▶ _PROBLEM STATEMENT_
Your answer should be the lines of the listing that contain the word "PagerOutcome".

▶ _MATERIAL PROVIDED_

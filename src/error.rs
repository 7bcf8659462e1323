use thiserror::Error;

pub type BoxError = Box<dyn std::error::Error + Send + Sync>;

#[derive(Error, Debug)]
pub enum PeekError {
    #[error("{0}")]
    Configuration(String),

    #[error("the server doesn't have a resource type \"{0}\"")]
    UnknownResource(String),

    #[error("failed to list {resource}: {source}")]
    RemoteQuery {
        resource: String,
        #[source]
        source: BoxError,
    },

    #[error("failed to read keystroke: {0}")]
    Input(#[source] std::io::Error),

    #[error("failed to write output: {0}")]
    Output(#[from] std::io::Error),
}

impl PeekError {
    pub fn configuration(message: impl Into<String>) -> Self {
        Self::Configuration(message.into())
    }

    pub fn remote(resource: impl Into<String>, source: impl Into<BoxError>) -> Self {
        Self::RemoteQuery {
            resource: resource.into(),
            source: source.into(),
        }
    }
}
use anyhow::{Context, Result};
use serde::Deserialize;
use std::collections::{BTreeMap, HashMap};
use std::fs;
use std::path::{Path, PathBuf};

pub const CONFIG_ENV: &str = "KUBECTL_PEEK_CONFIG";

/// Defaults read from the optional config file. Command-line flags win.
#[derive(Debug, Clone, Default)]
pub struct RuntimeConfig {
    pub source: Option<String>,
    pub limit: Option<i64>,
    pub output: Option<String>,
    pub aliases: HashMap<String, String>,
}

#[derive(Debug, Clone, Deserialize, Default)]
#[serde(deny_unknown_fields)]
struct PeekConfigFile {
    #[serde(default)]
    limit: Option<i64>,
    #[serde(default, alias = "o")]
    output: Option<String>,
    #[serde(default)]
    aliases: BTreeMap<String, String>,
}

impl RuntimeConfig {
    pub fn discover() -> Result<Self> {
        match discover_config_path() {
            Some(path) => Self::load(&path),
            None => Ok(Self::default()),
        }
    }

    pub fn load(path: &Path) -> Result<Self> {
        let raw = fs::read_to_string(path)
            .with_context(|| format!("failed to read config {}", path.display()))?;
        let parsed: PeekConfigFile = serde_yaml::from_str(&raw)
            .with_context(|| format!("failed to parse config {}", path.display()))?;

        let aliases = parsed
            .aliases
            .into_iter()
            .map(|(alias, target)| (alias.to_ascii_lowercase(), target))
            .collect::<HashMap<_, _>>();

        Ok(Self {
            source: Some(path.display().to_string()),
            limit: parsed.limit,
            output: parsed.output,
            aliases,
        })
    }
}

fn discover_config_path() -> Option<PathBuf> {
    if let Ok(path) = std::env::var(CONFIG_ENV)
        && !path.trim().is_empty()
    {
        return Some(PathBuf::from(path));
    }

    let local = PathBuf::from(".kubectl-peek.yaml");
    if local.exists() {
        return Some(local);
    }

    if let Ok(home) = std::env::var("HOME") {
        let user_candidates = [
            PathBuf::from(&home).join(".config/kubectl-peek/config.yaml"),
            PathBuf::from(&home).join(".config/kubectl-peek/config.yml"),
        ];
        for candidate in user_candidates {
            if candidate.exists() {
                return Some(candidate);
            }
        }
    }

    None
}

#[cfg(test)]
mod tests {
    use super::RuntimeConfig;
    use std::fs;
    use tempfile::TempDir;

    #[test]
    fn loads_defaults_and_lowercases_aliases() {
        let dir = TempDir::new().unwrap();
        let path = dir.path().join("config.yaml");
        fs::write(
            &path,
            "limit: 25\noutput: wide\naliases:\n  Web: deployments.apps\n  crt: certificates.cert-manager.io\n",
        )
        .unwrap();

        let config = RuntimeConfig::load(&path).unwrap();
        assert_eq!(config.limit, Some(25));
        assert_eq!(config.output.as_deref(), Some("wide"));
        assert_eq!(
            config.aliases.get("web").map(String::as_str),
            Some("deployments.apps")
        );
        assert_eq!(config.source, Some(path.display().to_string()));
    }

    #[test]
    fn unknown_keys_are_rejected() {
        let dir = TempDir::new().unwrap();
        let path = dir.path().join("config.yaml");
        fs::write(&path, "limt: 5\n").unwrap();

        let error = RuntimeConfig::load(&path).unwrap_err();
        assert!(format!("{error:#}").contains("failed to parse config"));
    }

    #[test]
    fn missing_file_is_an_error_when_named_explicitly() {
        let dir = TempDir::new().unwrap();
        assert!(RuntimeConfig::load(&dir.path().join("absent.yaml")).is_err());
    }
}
==
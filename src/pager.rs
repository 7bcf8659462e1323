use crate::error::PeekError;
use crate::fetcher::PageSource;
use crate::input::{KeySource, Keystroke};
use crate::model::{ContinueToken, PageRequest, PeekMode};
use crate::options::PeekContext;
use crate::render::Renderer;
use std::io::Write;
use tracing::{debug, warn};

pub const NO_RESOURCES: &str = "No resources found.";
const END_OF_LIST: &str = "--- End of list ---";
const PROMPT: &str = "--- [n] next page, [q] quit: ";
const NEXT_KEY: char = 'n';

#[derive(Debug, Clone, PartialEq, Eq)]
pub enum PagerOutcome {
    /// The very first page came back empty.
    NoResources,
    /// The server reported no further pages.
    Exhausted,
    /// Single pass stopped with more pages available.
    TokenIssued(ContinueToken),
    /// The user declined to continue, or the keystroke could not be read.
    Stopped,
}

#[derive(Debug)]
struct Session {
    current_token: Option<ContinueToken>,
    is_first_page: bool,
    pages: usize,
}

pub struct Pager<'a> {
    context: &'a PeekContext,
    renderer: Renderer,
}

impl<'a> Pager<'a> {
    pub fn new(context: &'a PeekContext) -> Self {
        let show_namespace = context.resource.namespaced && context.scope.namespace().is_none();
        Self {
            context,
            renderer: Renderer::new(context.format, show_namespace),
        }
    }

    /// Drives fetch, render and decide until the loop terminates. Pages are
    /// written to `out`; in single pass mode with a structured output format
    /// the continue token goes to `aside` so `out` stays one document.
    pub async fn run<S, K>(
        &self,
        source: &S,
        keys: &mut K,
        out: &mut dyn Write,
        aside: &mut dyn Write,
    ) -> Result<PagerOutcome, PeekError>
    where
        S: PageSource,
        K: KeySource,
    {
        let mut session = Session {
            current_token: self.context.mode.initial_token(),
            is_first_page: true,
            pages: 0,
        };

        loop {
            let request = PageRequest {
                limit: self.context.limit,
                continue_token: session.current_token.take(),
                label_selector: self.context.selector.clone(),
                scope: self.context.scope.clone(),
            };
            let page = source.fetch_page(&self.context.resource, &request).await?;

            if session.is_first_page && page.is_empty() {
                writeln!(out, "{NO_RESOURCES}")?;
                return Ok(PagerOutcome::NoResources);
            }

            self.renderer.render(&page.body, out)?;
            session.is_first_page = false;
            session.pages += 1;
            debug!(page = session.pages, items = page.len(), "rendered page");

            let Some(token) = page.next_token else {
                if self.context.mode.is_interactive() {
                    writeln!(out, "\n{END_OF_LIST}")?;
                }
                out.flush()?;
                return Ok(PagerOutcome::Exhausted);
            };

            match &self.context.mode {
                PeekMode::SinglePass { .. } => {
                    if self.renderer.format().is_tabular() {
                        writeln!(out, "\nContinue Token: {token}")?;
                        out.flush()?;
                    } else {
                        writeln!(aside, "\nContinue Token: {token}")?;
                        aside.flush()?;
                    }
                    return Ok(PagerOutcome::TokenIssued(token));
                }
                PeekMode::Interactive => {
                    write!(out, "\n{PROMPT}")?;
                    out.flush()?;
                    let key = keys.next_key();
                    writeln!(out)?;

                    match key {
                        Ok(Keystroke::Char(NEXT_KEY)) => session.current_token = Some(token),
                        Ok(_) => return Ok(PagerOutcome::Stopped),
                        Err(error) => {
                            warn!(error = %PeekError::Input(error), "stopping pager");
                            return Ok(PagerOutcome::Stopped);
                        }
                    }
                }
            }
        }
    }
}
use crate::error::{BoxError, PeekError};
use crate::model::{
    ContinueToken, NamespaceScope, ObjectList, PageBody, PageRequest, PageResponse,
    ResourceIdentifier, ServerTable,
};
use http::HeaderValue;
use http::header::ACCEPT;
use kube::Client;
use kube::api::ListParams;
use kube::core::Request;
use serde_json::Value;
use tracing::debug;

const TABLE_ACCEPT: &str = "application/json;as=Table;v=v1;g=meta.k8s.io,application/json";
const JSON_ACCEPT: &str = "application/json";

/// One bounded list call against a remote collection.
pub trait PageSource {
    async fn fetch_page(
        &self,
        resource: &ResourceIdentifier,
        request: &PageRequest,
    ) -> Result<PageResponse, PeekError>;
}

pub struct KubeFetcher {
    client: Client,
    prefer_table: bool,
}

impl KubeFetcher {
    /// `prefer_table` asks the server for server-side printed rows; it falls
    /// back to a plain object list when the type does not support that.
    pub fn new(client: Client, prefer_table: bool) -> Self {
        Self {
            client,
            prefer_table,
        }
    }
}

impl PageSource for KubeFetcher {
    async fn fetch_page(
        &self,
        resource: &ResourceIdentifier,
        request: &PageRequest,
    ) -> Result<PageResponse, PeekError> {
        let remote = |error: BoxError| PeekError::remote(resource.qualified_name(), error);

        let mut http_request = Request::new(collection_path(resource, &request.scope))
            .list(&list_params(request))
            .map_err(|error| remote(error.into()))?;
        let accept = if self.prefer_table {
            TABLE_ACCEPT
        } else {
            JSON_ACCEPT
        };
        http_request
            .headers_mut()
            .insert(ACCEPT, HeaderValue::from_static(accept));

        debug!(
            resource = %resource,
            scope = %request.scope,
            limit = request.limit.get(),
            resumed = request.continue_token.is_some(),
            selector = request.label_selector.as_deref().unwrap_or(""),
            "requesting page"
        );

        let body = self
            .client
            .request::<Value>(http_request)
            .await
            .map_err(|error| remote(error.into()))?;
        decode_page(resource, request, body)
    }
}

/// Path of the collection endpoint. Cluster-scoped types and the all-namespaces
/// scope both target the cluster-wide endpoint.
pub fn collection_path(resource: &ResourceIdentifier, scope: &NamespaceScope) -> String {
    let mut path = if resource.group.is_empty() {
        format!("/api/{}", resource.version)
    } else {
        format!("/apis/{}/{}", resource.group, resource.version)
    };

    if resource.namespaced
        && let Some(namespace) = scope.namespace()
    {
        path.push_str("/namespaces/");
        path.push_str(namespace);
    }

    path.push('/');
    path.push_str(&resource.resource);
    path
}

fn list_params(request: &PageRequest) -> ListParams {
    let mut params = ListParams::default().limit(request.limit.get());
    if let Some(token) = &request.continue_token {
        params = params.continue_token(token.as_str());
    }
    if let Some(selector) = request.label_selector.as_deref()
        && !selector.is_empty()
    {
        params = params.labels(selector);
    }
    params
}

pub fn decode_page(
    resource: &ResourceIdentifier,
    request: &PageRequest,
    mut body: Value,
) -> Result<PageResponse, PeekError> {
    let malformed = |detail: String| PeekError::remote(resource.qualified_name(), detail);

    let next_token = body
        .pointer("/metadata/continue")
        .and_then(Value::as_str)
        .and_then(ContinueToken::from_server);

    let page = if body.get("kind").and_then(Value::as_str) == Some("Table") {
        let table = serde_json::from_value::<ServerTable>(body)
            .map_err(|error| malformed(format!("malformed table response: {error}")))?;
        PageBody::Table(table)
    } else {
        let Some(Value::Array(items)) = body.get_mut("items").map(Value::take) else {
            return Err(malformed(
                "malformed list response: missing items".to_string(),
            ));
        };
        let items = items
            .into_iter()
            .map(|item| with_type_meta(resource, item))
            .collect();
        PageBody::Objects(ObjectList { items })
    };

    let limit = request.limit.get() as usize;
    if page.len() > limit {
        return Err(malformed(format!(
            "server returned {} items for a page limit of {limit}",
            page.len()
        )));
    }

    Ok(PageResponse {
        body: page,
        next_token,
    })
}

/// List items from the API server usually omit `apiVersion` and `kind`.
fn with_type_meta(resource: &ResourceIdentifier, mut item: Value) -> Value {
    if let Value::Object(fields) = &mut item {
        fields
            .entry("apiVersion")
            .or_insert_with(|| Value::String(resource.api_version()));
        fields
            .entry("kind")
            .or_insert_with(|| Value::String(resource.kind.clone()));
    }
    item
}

▶ _OUTPUT OF THE EXERCISE_
pub enum PagerOutcome {
    ) -> Result<PagerOutcome, PeekError>
                return Ok(PagerOutcome::NoResources);
                return Ok(PagerOutcome::Exhausted);
                    return Ok(PagerOutcome::TokenIssued(token));
                        Ok(_) => return Ok(PagerOutcome::Stopped),
                            return Ok(PagerOutcome::Stopped);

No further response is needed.